2.2 Similarity indices based on path methods

Paths between two nodes can also be used to compute similarities between couples of nodes. Such methods are referred to as path-based metrics. The following are some of the most popular methods in this class:

  • Common Neighbor and Distance index (Yang and Zhang 2016). This is an extension of common neighbors. It is based on two properties of a complex network, common neighbor and the distance between two nodes x and y.

    $${{\varvec{S}}}_{{\varvec{x}}{\varvec{y}}}^{{\varvec{C}}{\varvec{N}}{\varvec{D}}}=\left\{\begin{array}{c}\frac{{{\varvec{C}}{\varvec{N}}}_{{\varvec{x}}{\varvec{y}}}+1}{2}\Gamma \left({\varvec{x}}\right)\cap \Gamma \left({\varvec{y}}\right)\ne \varnothing \\ \frac{1}{{{\varvec{d}}}_{{\varvec{x}}{\varvec{y}}}}otherwise\end{array}\right.$$
    (15)

    where CNxy is the number of common nodes between node x and y and dxy is the distance between x and y.

  • Newton’s Gravitational Law index (Ashraf et al. 2018). This measurement is inspired by Newton's law of universal gravitation, which states that the force exerted between two masses is proportional to the product of these masses, and inversely proportional to the square of the distance between their centers. It is defined as follows:

    $${{\varvec{S}}}_{{\varvec{x}}{\varvec{y}}}^{{\varvec{N}}{\varvec{G}}{\varvec{L}}{\varvec{I}}}=\frac{{{\varvec{C}}}_{{\varvec{D}}}\left({\varvec{x}}\right)\boldsymbol{*}{{\varvec{C}}}_{{\varvec{D}}}\left({\varvec{y}}\right)}{{\varvec{S}}{\varvec{P}}\left({\varvec{x}},{\varvec{y}}\right)}$$
    (16)

    where CD denotes the degree of centrality, SP is the shortest path.

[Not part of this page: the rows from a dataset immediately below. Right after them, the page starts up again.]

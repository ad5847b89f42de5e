//! The engine facade used by front ends.
//!
//! [`QuizService`] is built once per process around a storage backend and
//! handed to whatever renders the quiz. Every method catches and logs
//! failures and returns emptier data instead, so nothing here can halt a
//! quiz.

use std::sync::Arc;
use std::time::Duration;

use crate::archive::{ArchivedSession, SessionArchive};
use crate::bank;
use crate::clock::{Clock, SystemClock};
use crate::driver::{spawn_session, DriverConfig, SessionHandle};
use crate::error::QuizError;
use crate::model::{Category, Difficulty, Question, SessionRecord};
use crate::sampler::{MixRatio, QuestionSampler};
use crate::session::QuizSession;
use crate::statistics::{QuestionStats, UserSummary};
use crate::storage::StorageBackend;
use crate::store::QuestionStore;

/// Tunables for a [`QuizService`].
#[derive(Debug, Clone, PartialEq)]
pub struct QuizServiceConfig {
    pub tick: Duration,
    pub reveal_delay: Duration,
    pub mix: MixRatio,
    /// Fixed seed for every shuffle; `None` seeds from OS entropy.
    pub rng_seed: Option<u64>,
    /// Default number of sessions shown in history views.
    pub history_limit: usize,
}

impl Default for QuizServiceConfig {
    fn default() -> Self {
        let driver = DriverConfig::default();
        Self {
            tick: driver.tick,
            reveal_delay: driver.reveal_delay,
            mix: MixRatio::default(),
            rng_seed: None,
            history_limit: 10,
        }
    }
}

/// Question retrieval, session start-up, and history in one object.
pub struct QuizService {
    store: QuestionStore,
    archive: Arc<SessionArchive>,
    sampler: Arc<QuestionSampler>,
    clock: Arc<dyn Clock>,
    seed_questions: Option<Vec<Question>>,
    config: QuizServiceConfig,
}

impl QuizService {
    pub fn new(backend: Arc<dyn StorageBackend>, config: QuizServiceConfig) -> Self {
        let sampler = Arc::new(QuestionSampler::new(config.mix, config.rng_seed));
        Self {
            store: QuestionStore::new(backend.clone(), sampler.clone()),
            archive: Arc::new(SessionArchive::new(backend)),
            sampler,
            clock: Arc::new(SystemClock),
            seed_questions: None,
            config,
        }
    }

    /// Seed from `questions` instead of the bundled bank.
    pub fn with_seed_questions(mut self, questions: Vec<Question>) -> Self {
        self.seed_questions = Some(questions);
        self
    }

    /// Use `clock` for session timestamps.
    pub fn with_clock(mut self, clock: Arc<dyn Clock>) -> Self {
        self.clock = clock;
        self
    }

    pub fn config(&self) -> &QuizServiceConfig {
        &self.config
    }

    /// Seed the question bank if it is empty, reporting failures.
    pub async fn try_seed_if_empty(&self) -> Result<usize, QuizError> {
        let corpus = match &self.seed_questions {
            Some(questions) => questions.clone(),
            None => bank::bundled_bank()?.questions,
        };
        self.store.seed_if_empty(&corpus).await
    }

    /// Seed the question bank if it is empty. Failures are logged and the
    /// next call tries again.
    pub async fn seed_if_empty(&self) -> usize {
        match self.try_seed_if_empty().await {
            Ok(inserted) => inserted,
            Err(e) => {
                tracing::error!("{e}");
                0
            }
        }
    }

    /// A difficulty-proportioned draw of up to `count` questions.
    pub async fn get_mixed_questions(&self, count: usize) -> Vec<Question> {
        let all = self.store.all().await;
        self.sampler.mixed_composition(all, count)
    }

    pub async fn get_questions_by_category(
        &self,
        category: Category,
        difficulty: Option<Difficulty>,
        count: usize,
    ) -> Vec<Question> {
        self.store.by_category(category, difficulty, count).await
    }

    /// Up to `count` random questions, optionally of one difficulty.
    pub async fn get_random_questions(
        &self,
        count: usize,
        difficulty: Option<Difficulty>,
    ) -> Vec<Question> {
        match difficulty {
            Some(difficulty) => self.store.by_difficulty(difficulty, count).await,
            None => {
                let all = self.store.all().await;
                self.sampler.random_subset(all, count)
            }
        }
    }

    pub async fn get_question_stats(&self) -> QuestionStats {
        self.store.stats().await
    }

    /// Start a timed session over `questions`. Must be called from within a
    /// tokio runtime; a completed session is archived automatically.
    pub fn start_session(
        &self,
        user_id: &str,
        questions: Vec<Question>,
    ) -> Result<SessionHandle, QuizError> {
        let session = QuizSession::start(user_id, questions, self.clock.clone())?;
        let driver = DriverConfig {
            tick: self.config.tick,
            reveal_delay: self.config.reveal_delay,
        };
        Ok(spawn_session(session, Some(self.archive.clone()), driver))
    }

    /// Archive a finished session. Returns the archive key, or `None` if
    /// the save failed (logged).
    pub async fn save_quiz_session(&self, session: &SessionRecord) -> Option<u64> {
        match self.archive.save(session).await {
            Ok(seq) => Some(seq),
            Err(e) => {
                tracing::error!(session = %session.id, "{e}");
                None
            }
        }
    }

    pub async fn get_user_quiz_history(&self, user_id: &str, limit: usize) -> Vec<ArchivedSession> {
        self.archive.history(user_id, limit).await
    }

    pub async fn get_user_summary(&self, user_id: &str) -> UserSummary {
        self.archive.summary(user_id).await
    }
}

  • Local major path degree(LMPD) (Yang et al. 2018). Local path between two nodes is equal to the sum of the degrees of the intermediate nodes. The local path designates the paths of two and three stages between two nodes, and this method is defined as follows:

    $${{\varvec{S}}}_{{\varvec{x}}{\varvec{y}}}^{{\varvec{R}}{\varvec{P}}}={\sum }_{{\varvec{\omega}}=1}^{{{\varvec{L}}}_{2}}\frac{1}{{({{\varvec{L}}{\varvec{P}}{\varvec{D}}}_{{\varvec{\omega}}})}^{\boldsymbol{\alpha }}}+{\sum }_{{\varvec{m}}=1}^{{{\varvec{L}}}_{3}}\frac{1}{{({{\varvec{L}}{\varvec{P}}{\varvec{D}}}_{{\varvec{m}}})}^{\boldsymbol{\alpha }}}$$
    (17)

    where \({LPD}_{i}={\sum }_{j=1}^{{n}_{i}}{k}_{j}\).

  • Relative-path-based algorithm for link prediction (RP) (Li et al. 2020). This method assumes that paths between nodes and neighbors provide basic similarity characteristics. This method uses factorial information about paths between nodes and neighbors, in addition to paths between pairs of nodes, in the similarity calculation for link prediction. It is defined as follows:

    $${{\varvec{S}}}_{{\varvec{x}}{\varvec{y}}}^{{\varvec{R}}{\varvec{P}}}=\boldsymbol{\alpha }\frac{{{\varvec{S}}}_{{\varvec{x}},{\varvec{y}}}^{{{\varvec{D}}{\varvec{P}}}_{2}}}{\frac{1}{2}\left({{\varvec{S}}}_{{\varvec{x}}{,{\varvec{N}}}_{{\varvec{x}}}^{2}}^{{{\varvec{D}}{\varvec{P}}}_{2}}+{{\varvec{S}}}_{{\varvec{y}}{,{\varvec{N}}}_{{\varvec{y}}}^{2}}^{{{\varvec{D}}{\varvec{P}}}_{2}}\right)+1}+{\varvec{\beta}}\frac{{{\varvec{S}}}_{{\varvec{x}},{\varvec{y}}}^{{{\varvec{D}}{\varvec{P}}}_{3}}}{\frac{1}{2}\left({{\varvec{S}}}_{{\varvec{x}}{,{\varvec{N}}}_{{\varvec{x}}}^{3}}^{{{\varvec{D}}{\varvec{P}}}_{3}}+{{\varvec{S}}}_{{\varvec{y}}{,{\varvec{N}}}_{{\varvec{y}}}^{3}}^{{{\varvec{D}}{\varvec{P}}}_{3}}\right)+1}$$
    (18)

    where \({S}_{x,y}^{{DP}_{2}}=\sum_{{z}_{1},{z}_{2}\in {P}_{2}(x,y)}\frac{1}{{k}_{{z}_{1}}.{k}_{{z}_{2}}}\) et \({S}_{x,y}^{{DP}_{3}}=\sum_{{z}_{1},{z}_{2}\in {P}_{3}(x,y)}\frac{1}{{k}_{{z}_{1}}.{k}_{{z}_{2}}}\),P2(x,y) et P3(x,y)represent all intermediate nodes on paths of length 2 and 3 respectively between nodes x and y.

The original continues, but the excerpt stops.